Se produjo un silencio mientras Guyot meditaba la respuesta.
—No, no lo creo —dijo al final—. No recuerdo a nadie llamado Foster.
—De acuerdo. ¿Puede decirme entonces si había alguien en la calle que acogiera chicos[2]?
Esta vez Guyot contestó sin dudarlo.
—Ah, sí. Los Blaylock. Muy buena gente. Ayudaron a muchos niños a lo largo de los años, acogiéndolos en su casa. Yo los admiraba profundamente.
Bosch anotó el apellido en una hoja de papel delante del expediente.
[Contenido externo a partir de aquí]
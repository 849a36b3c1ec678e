#![allow(non_snake_case)]

use super::*;
use crate::algebra::*;
use crate::solver::core::traits::ProblemData;

// ---------------
// Data type for the default problem format
// ---------------

/// Standard-form solver type implementing the [`ProblemData`](crate::solver::core::traits::ProblemData) trait
pub struct DefaultProblemData<T> {
    /// The matrix P in the quadratic objective term, in triu storage
    pub P: CscMatrix<T>,
    /// The vector q in the objective
    pub q: Vec<T>,
    /// The constraint matrix A
    pub A: CscMatrix<T>,
    /// Lower constraint bounds.   Entries beyond the module infinity
    /// bound are stored as -∞
    pub l: Vec<T>,
    /// Upper constraint bounds.   Entries beyond the module infinity
    /// bound are stored as +∞
    pub u: Vec<T>,
    /// Number of variables
    pub n: usize,
    /// Number of constraints
    pub m: usize,
    /// Equilibration data for the problem
    pub equilibration: DefaultEquilibrationData<T>,

    // unscaled inf-norm of the linear cost.  Set to "None" during
    // data updating and recalculated on demand
    normq: Option<T>,
}

impl<T> DefaultProblemData<T>
where
    T: FloatT,
{
    /// Create a new `DefaultProblemData` object.   Makes an internal
    /// copy of all data, reduces P to its upper triangle, and maps
    /// bounds beyond the module infinity bound to ±∞.
    pub fn new(P: &CscMatrix<T>, q: &[T], A: &CscMatrix<T>, l: &[T], u: &[T]) -> Self {
        let P_new = if P.is_triu() { P.clone() } else { P.to_triu() };
        let A_new = A.clone();
        let q_new = q.to_vec();

        let infbound: T = crate::solver::get_infinity().as_T();
        let mut l_new = l.to_vec();
        let mut u_new = u.to_vec();
        l_new.scalarop(|x| if x <= -infbound { -T::infinity() } else { x });
        u_new.scalarop(|x| if x >= infbound { T::infinity() } else { x });

        let (m, n) = A_new.size();

        let equilibration = DefaultEquilibrationData::<T>::new(n, m);

        let normq = Some(q_new.norm_inf());

        Self {
            P: P_new,
            q: q_new,
            A: A_new,
            l: l_new,
            u: u_new,
            n,
            m,
            equilibration,
            normq,
        }
    }

    /// unscaled inf-norm of the linear cost term
    pub(crate) fn get_normq(&mut self) -> T {
        if let Some(norm) = self.normq {
            norm
        } else {
            let dinv = &self.equilibration.dinv;
            let cinv = T::recip(self.equilibration.c);
            let norm = self.q.norm_inf_scaled(dinv) * cinv;
            self.normq = Some(norm);
            norm
        }
    }

    pub(crate) fn clear_normq(&mut self) {
        self.normq = None;
    }

    // constraint row classification.   NB: bounds are stored with
    // true ±∞ for disabled sides, so finiteness checks suffice
    pub(crate) fn is_loose_row(&self, i: usize) -> bool {
        self.l[i] == -T::infinity() && self.u[i] == T::infinity()
    }

    pub(crate) fn is_equality_row(&self, i: usize) -> bool {
        self.l[i] == self.u[i]
    }
}

impl<T> ProblemData<T> for DefaultProblemData<T>
where
    T: FloatT,
{
    type SE = DefaultSettings<T>;

    fn equilibrate(&mut self, settings: &DefaultSettings<T>) {
        let data = self;
        let equil = &mut data.equilibration;

        // if equilibration is disabled, just return.  Note that
        // the default equilibration structure initializes with
        // identity scaling already.
        if settings.scaling == 0 {
            return;
        }

        // references to scaling matrices from workspace
        let (d, e) = (&mut equil.d, &mut equil.e);

        // use the inverse scalings as work vectors
        let dwork = &mut equil.dinv;
        let ework = &mut equil.einv;

        // references to problem data
        // note that P is triu, but it shouldn't matter
        let (P, A, q, l, u) = (
            &mut data.P,
            &mut data.A,
            &mut data.q,
            &mut data.l,
            &mut data.u,
        );

        // perform scaling operations for a fixed number of steps
        for _ in 0..settings.scaling {
            kkt_col_norms(P, A, dwork, ework);

            // zero or non-finite norms should not get scaled
            let guard = |x: T| {
                if x == T::zero() || !x.is_finite() {
                    T::one()
                } else {
                    x
                }
            };
            dwork.scalarop(guard);
            ework.scalarop(guard);

            dwork.rsqrt();
            ework.rsqrt();

            // Scale the problem data and update the
            // equilibration matrices
            scale_data(P, A, q, l, u, dwork, ework);
            d.hadamard(dwork);
            e.hadamard(ework);

            // now use the dwork array to hold the column norms of the
            // newly scaled P so that we can compute their mean
            P.col_norms_sym(dwork);
            let mean_col_norm_P = dwork.mean();
            let inf_norm_q = q.norm_inf();

            // cost scaling: c ← 1/max(mean(colnorms(P)), ‖q‖∞, 1)
            let scale_cost = T::max(mean_col_norm_P, T::max(inf_norm_q, T::one()));
            let ctmp = T::recip(scale_cost);
            if ctmp.is_finite() && ctmp > T::zero() {
                P.scale(ctmp);
                q.scale(ctmp);
                equil.c *= ctmp;
            }
        } //end Ruiz scaling loop

        // update the inverse scaling data
        equil.dinv.scalarop_from(T::recip, d);
        equil.einv.scalarop_from(T::recip, e);
    }
}

// ---------------
// utilities
// ---------------

// column norms of the symmetric KKT composite [P Aᵀ; A 0]:
// norm_LHS (length n) over [P; A] columns, norm_RHS (length m)
// over A rows
fn kkt_col_norms<T: FloatT>(
    P: &CscMatrix<T>,
    A: &CscMatrix<T>,
    norm_LHS: &mut [T],
    norm_RHS: &mut [T],
) {
    P.col_norms_sym(norm_LHS); // P can be triu
    A.col_norms_no_reset(norm_LHS); // incrementally from P norms
    A.row_norms(norm_RHS); // same as column norms of A'
}

fn scale_data<T: FloatT>(
    P: &mut CscMatrix<T>,
    A: &mut CscMatrix<T>,
    q: &mut [T],
    l: &mut [T],
    u: &mut [T],
    d: &[T],
    e: &[T],
) {
    P.lrscale(d, d); // P[:,:] = D*P*D
    A.lrscale(e, d);
    q.hadamard(d);
    l.hadamard(e);
    u.hadamard(e);
}

#[cfg(test)]
mod test {
    use super::*;

    #[test]
    fn test_equilibration_identity_when_disabled() {
        let P = CscMatrix::from(&[[4., 1.], [1., 2.]]);
        let A = CscMatrix::identity(2);
        let q = vec![1., 1.];
        let (l, u) = (vec![0., 0.], vec![1., 1.]);

        let mut data = DefaultProblemData::new(&P, &q, &A, &l, &u);
        let mut settings = DefaultSettings::<f64>::default();
        settings.scaling = 0;
        data.equilibrate(&settings);

        assert!(data.equilibration.d.iter().all(|&v| v == 1.));
        assert!(data.equilibration.e.iter().all(|&v| v == 1.));
        assert_eq!(data.equilibration.c, 1.);
    }

    #[test]
    fn test_equilibration_strictly_positive() {
        // badly scaled data should still produce positive finite scalings
        let P = CscMatrix::from(&[[4e6, 0.], [0., 2e-6]]);
        let A = CscMatrix::from(&[[1e3, 0.], [0., 1e-4]]);
        let q = vec![1e5, -1e-3];
        let (l, u) = (vec![-1., -1.], vec![1., 1.]);

        let mut data = DefaultProblemData::new(&P, &q, &A, &l, &u);
        let settings = DefaultSettings::<f64>::default();
        data.equilibrate(&settings);

        let equil = &data.equilibration;
        assert!(equil.d.iter().all(|&v| v > 0. && v.is_finite()));
        assert!(equil.e.iter().all(|&v| v > 0. && v.is_finite()));
        assert!(equil.c > 0. && equil.c.is_finite());

        // composite KKT norms should be approximately balanced
        let mut dnorm = vec![0.; 2];
        let mut enorm = vec![0.; 2];
        kkt_col_norms(&data.P, &data.A, &mut dnorm, &mut enorm);
        for nrm in dnorm.iter().chain(enorm.iter()) {
            assert!(*nrm < 10. && *nrm > 0.05, "unbalanced norm {}", nrm);
        }
    }

    #[test]
    fn test_infinite_bounds_preserved() {
        let P = CscMatrix::identity(2);
        let A = CscMatrix::identity(2);
        let q = vec![0., 0.];
        let l = vec![-1e21, 0.];
        let u = vec![1., 1e30];

        let mut data = DefaultProblemData::new(&P, &q, &A, &l, &u);
        let settings = DefaultSettings::<f64>::default();
        data.equilibrate(&settings);

        assert_eq!(data.l[0], f64::NEG_INFINITY);
        assert_eq!(data.u[1], f64::INFINITY);
        assert!(data.l[1].is_finite());
        assert!(data.u[0].is_finite());
    }
}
Luego pasó a la batida del vecindario y vio que no había nadie llamado Blaylock viviendo en ese momento en la manzana.
—¿Recuerda los nombres de pila?
—Don y Audrey.
—¿Y se acuerda de cuándo se fueron del barrio?
—Oh, eso fue hace al menos diez años. El último chico ya era mayor. Ya no necesitaban una casa tan grande. La vendieron y se mudaron.
—¿Tiene idea de adónde fueron? ¿Siguen en la ciudad?
Guyot no dijo nada. Bosch esperó.
—Estoy tratando de recordar. Sé que lo sé.
—Tómese su tiempo, doctor —dijo Bosch, aunque era la última cosa en el mundo que quería que hiciera Guyot.
—Ah, ¿sabe qué, detective? —dijo Guyot—. Las tarjetas de Navidad. Las guardo en una caja. Así sé a quién mandar al año siguiente. Mi mujer siempre lo hacía. Déjeme que vaya a buscar la caja. Audrey todavía me manda una tarjeta todos los años.
—Vaya a buscar esa caja, doctor. Esperaré.
Bosch oyó que colgaban el teléfono. Asintió para sus adentros. Iba a conseguirlo. Trató de pensar qué podía significar la nueva información, pero decidió esperar. Recopilaría la información y luego cavilaría al respecto.
Guyot tardó varios minutos en volver al teléfono. Durante todo ese tiempo Bosch aguardó con el bolígrafo preparado para escribir la dirección.
—De acuerdo, detective Bosch, ya lo tengo.
Guyot le dio la dirección a Bosch, y él casi suspiró en voz alta. Don y Audrey Blaylock no se habían mudado a Alaska o algún rincón del mundo. Todavía vivían a tiro de coche. Le dio las gracias a Guyot y colgó.